(Data in this exercise)
--*--

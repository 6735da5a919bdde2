use axum::{
    Form,
    extract::State,
    http::{HeaderMap, header},
    response::{Html, IntoResponse, Response},
};
use serde::Deserialize;

use crate::{
    catalog,
    clock,
    config::{Config, ConfigStore},
    error::AppError,
    passcode::{self, LoginFailure},
    session::{self, Session},
    state::AppState,
    template::{self, Expiry, Notice, View},
};

#[derive(Deserialize)]
pub struct LoginForm {
    #[serde(default)]
    action: String,
    #[serde(default)]
    user_passcode: String,
}

pub async fn get_index(
    State(state): State<AppState>,
    headers: HeaderMap,
) -> Result<Response, AppError> {
    serve(&state, &headers, None).await
}

pub async fn post_index(
    State(state): State<AppState>,
    headers: HeaderMap,
    Form(form): Form<LoginForm>,
) -> Result<Response, AppError> {
    let submission = (form.action == "login").then_some(form.user_passcode);
    serve(&state, &headers, submission).await
}

/// Load the config, apply a login submission if there is one, then render
/// either the login form or the download list for this caller.
async fn serve(
    state: &AppState,
    headers: &HeaderMap,
    submission: Option<String>,
) -> Result<Response, AppError> {
    let mut config = state.config.load().await?;
    let now = state.clock.now();

    // Anonymous callers get no server-side entry; one is stored on login.
    let existing = match session::extract_session_cookie(headers) {
        Some(token) => state.sessions.get(&token).await.map(|s| (token, s)),
        None => None,
    };
    let mut session = existing
        .as_ref()
        .map(|(_, s)| s.clone())
        .unwrap_or_default();
    let mut issued = None;

    let mut notices = Vec::new();
    if let Some(candidate) = submission {
        match passcode::submit(state.config.as_ref(), &candidate, config.clone(), now).await {
            Ok(success) => {
                config = success.config;
                session = Session::authenticated(&config, now);

                // Fresh token on privilege change.
                if let Some((old, _)) = &existing {
                    state.sessions.remove(old).await;
                }
                let token = session::new_session_token();
                state.sessions.set(&token, session.clone()).await;
                issued = Some(token);

                notices.push(Notice::Success(if success.activated {
                    format!(
                        "Login successful. The passcode is now active for {} hours.",
                        config.ttl_hours
                    )
                } else {
                    "Login successful.".to_string()
                }));
            }
            Err(failure) => {
                log_failure(failure);
                notices.push(Notice::Error(failure.user_message().to_string()));
            }
        }
    }

    let markup = if session::is_authorized(&session, &config) {
        let items = catalog::visible_items(state.catalog.load().await);
        let view = View::Downloads {
            expiry: expiry(state, &config, now),
            items: &items,
            passcode_version: config.passcode_version,
            now,
        };
        template::page(&notices, &view)
    } else {
        template::page(
            &notices,
            &View::Login {
                ttl_hours: config.ttl_hours,
            },
        )
    };

    let page = Html(markup.into_string());
    if let Some(token) = issued {
        let cookie = session::session_cookie(&token, state.sessions.ttl());
        Ok(([(header::SET_COOKIE, cookie)], page).into_response())
    } else {
        Ok(page.into_response())
    }
}

fn expiry(state: &AppState, config: &Config, now: clock::Timestamp) -> Expiry {
    if let Some(left) = session::remaining_window(config, now) {
        return Expiry::Remaining(left);
    }
    match config.expires_at.as_deref() {
        Some(raw) => Expiry::EndedAt(match clock::parse_timestamp(raw) {
            Ok(ts) => clock::format_minutes(&state.clock.localize(ts)),
            Err(_) => raw.to_string(),
        }),
        None => Expiry::Unknown,
    }
}

fn log_failure(failure: LoginFailure) {
    match failure {
        LoginFailure::CorruptState => {
            tracing::warn!("Login refused: expires_at in config cannot be parsed")
        }
        LoginFailure::Storage => tracing::warn!("Login refused: {}", failure),
        _ => tracing::info!(reason = %failure, "Login refused"),
    }
}

pub async fn not_found() -> AppError {
    AppError::NotFound
}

--*--

So that the data stays intact, repeat all of it exactly.

(Answer section)
repository 6735da5a919bdde2
use axum::{
    Form,
    extract::State,
    http::{HeaderMap, header},
    response::{Html, IntoResponse, Response},
};
use serde::Deserialize;

use crate::{
    catalog,
    clock,
    config::{Config, ConfigStore},
    error::AppError,
    passcode::{self, LoginFailure},
    session::{self, Session},
    state::AppState,
    template::{self, Expiry, Notice, View},
};

#[derive(Deserialize)]
pub struct LoginForm {
    #[serde(default)]
    action: String,
    #[serde(default)]
    user_passcode: String,
}

pub async fn get_index(
    State(state): State<AppState>,
    headers: HeaderMap,
) -> Result<Response, AppError> {
    serve(&state, &headers, None).await
}

pub async fn post_index(
    State(state): State<AppState>,
    headers: HeaderMap,
    Form(form): Form<LoginForm>,
) -> Result<Response, AppError> {
    let submission = (form.action == "login").then_some(form.user_passcode);
    serve(&state, &headers, submission).await
}

/// Load the config, apply a login submission if there is one, then render
/// either the login form or the download list for this caller.
async fn serve(
    state: &AppState,
    headers: &HeaderMap,
    submission: Option<String>,
) -> Result<Response, AppError> {
    let mut config = state.config.load().await?;
    let now = state.clock.now();

    // Anonymous callers get no server-side entry; one is stored on login.
    let existing = match session::extract_session_cookie(headers) {
        Some(token) => state.sessions.get(&token).await.map(|s| (token, s)),
        None => None,
    };
    let mut session = existing
        .as_ref()
        .map(|(_, s)| s.clone())
        .unwrap_or_default();
    let mut issued = None;

    let mut notices = Vec::new();
    if let Some(candidate) = submission {
        match passcode::submit(state.config.as_ref(), &candidate, config.clone(), now).await {
            Ok(success) => {
                config = success.config;
                session = Session::authenticated(&config, now);

                // Fresh token on privilege change.
                if let Some((old, _)) = &existing {
                    state.sessions.remove(old).await;
                }
                let token = session::new_session_token();
                state.sessions.set(&token, session.clone()).await;
                issued = Some(token);

                notices.push(Notice::Success(if success.activated {
                    format!(
                        "Login successful. The passcode is now active for {} hours.",
                        config.ttl_hours
                    )
                } else {
                    "Login successful.".to_string()
                }));
            }
            Err(failure) => {
                log_failure(failure);
                notices.push(Notice::Error(failure.user_message().to_string()));
            }
        }
    }

    let markup = if session::is_authorized(&session, &config) {
        let items = catalog::visible_items(state.catalog.load().await);
        let view = View::Downloads {
            expiry: expiry(state, &config, now),
            items: &items,
            passcode_version: config.passcode_version,
            now,
        };
        template::page(&notices, &view)
    } else {
        template::page(
            &notices,
            &View::Login {
                ttl_hours: config.ttl_hours,
            },
        )
    };

    let page = Html(markup.into_string());
    if let Some(token) = issued {
        let cookie = session::session_cookie(&token, state.sessions.ttl());
        Ok(([(header::SET_COOKIE, cookie)], page).into_response())
    } else {
        Ok(page.into_response())
    }
}

fn expiry(state: &AppState, config: &Config, now: clock::Timestamp) -> Expiry {
    if let Some(left) = session::remaining_window(config, now) {
        return Expiry::Remaining(left);
    }
    match config.expires_at.as_deref() {
        Some(raw) => Expiry::EndedAt(match clock::parse_timestamp(raw) {
            Ok(ts) => clock::format_minutes(&state.clock.localize(ts)),
            Err(_) => raw.to_string(),
        }),
        None => Expiry::Unknown,
    }
}

fn log_failure(failure: LoginFailure) {
    match failure {
        LoginFailure::CorruptState => {
            tracing::warn!("Login refused: expires_at in config cannot be parsed")
        }
        LoginFailure::Storage => tracing::warn!("Login refused: {}", failure),
        _ => tracing::info!(reason = %failure, "Login refused"),
    }
}

pub async fn not_found() -> AppError {
    AppError::NotFound
}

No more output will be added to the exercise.